(Records from a data source)
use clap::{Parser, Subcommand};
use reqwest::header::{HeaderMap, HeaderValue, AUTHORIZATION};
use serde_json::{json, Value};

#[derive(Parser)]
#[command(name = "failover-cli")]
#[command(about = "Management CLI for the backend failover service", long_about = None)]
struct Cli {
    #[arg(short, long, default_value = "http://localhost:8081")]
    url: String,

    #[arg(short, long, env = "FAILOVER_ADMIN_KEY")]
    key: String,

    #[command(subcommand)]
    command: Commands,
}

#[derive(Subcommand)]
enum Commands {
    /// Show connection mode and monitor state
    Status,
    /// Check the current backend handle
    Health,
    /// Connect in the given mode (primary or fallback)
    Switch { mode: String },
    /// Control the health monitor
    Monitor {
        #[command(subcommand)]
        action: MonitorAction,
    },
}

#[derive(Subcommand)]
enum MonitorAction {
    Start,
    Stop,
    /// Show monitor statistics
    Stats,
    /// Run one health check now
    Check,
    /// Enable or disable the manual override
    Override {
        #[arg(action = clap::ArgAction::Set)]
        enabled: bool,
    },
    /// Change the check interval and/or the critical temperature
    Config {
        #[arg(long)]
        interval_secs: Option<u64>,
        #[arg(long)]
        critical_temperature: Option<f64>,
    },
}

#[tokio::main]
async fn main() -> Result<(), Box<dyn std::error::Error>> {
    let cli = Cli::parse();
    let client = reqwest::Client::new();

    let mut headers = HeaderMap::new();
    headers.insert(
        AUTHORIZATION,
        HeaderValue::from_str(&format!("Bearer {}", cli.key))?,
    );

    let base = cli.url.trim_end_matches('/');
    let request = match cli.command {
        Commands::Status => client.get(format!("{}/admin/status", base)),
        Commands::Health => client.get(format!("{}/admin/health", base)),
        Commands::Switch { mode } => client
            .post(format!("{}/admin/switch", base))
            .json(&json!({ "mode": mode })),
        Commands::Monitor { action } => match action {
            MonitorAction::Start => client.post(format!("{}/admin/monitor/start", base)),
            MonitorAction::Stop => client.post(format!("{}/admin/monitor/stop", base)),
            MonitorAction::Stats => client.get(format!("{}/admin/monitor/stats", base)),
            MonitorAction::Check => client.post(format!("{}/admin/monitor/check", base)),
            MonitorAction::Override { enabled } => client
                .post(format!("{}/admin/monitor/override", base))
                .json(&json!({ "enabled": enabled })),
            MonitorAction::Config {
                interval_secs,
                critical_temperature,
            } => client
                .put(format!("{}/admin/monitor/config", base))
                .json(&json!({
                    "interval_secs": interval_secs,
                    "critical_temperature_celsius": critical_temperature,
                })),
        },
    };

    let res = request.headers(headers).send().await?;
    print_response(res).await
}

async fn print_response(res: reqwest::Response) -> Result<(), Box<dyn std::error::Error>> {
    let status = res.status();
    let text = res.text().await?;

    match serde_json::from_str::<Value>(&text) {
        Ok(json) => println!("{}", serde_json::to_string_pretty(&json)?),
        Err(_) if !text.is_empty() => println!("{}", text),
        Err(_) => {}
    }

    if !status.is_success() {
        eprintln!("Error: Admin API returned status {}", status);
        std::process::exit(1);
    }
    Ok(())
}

Task brief: Extract the first line above and each line after it up to and including the one with "#[tokio::main]", please, exactly and with nothing else.

Reply:
use clap::{Parser, Subcommand};
use reqwest::header::{HeaderMap, HeaderValue, AUTHORIZATION};
use serde_json::{json, Value};

#[derive(Parser)]
#[command(name = "failover-cli")]
#[command(about = "Management CLI for the backend failover service", long_about = None)]
struct Cli {
    #[arg(short, long, default_value = "http://localhost:8081")]
    url: String,

    #[arg(short, long, env = "FAILOVER_ADMIN_KEY")]
    key: String,

    #[command(subcommand)]
    command: Commands,
}

#[derive(Subcommand)]
enum Commands {
    /// Show connection mode and monitor state
    Status,
    /// Check the current backend handle
    Health,
    /// Connect in the given mode (primary or fallback)
    Switch { mode: String },
    /// Control the health monitor
    Monitor {
        #[command(subcommand)]
        action: MonitorAction,
    },
}

#[derive(Subcommand)]
enum MonitorAction {
    Start,
    Stop,
    /// Show monitor statistics
    Stats,
    /// Run one health check now
    Check,
    /// Enable or disable the manual override
    Override {
        #[arg(action = clap::ArgAction::Set)]
        enabled: bool,
    },
    /// Change the check interval and/or the critical temperature
    Config {
        #[arg(long)]
        interval_secs: Option<u64>,
        #[arg(long)]
        critical_temperature: Option<f64>,
    },
}

#[tokio::main]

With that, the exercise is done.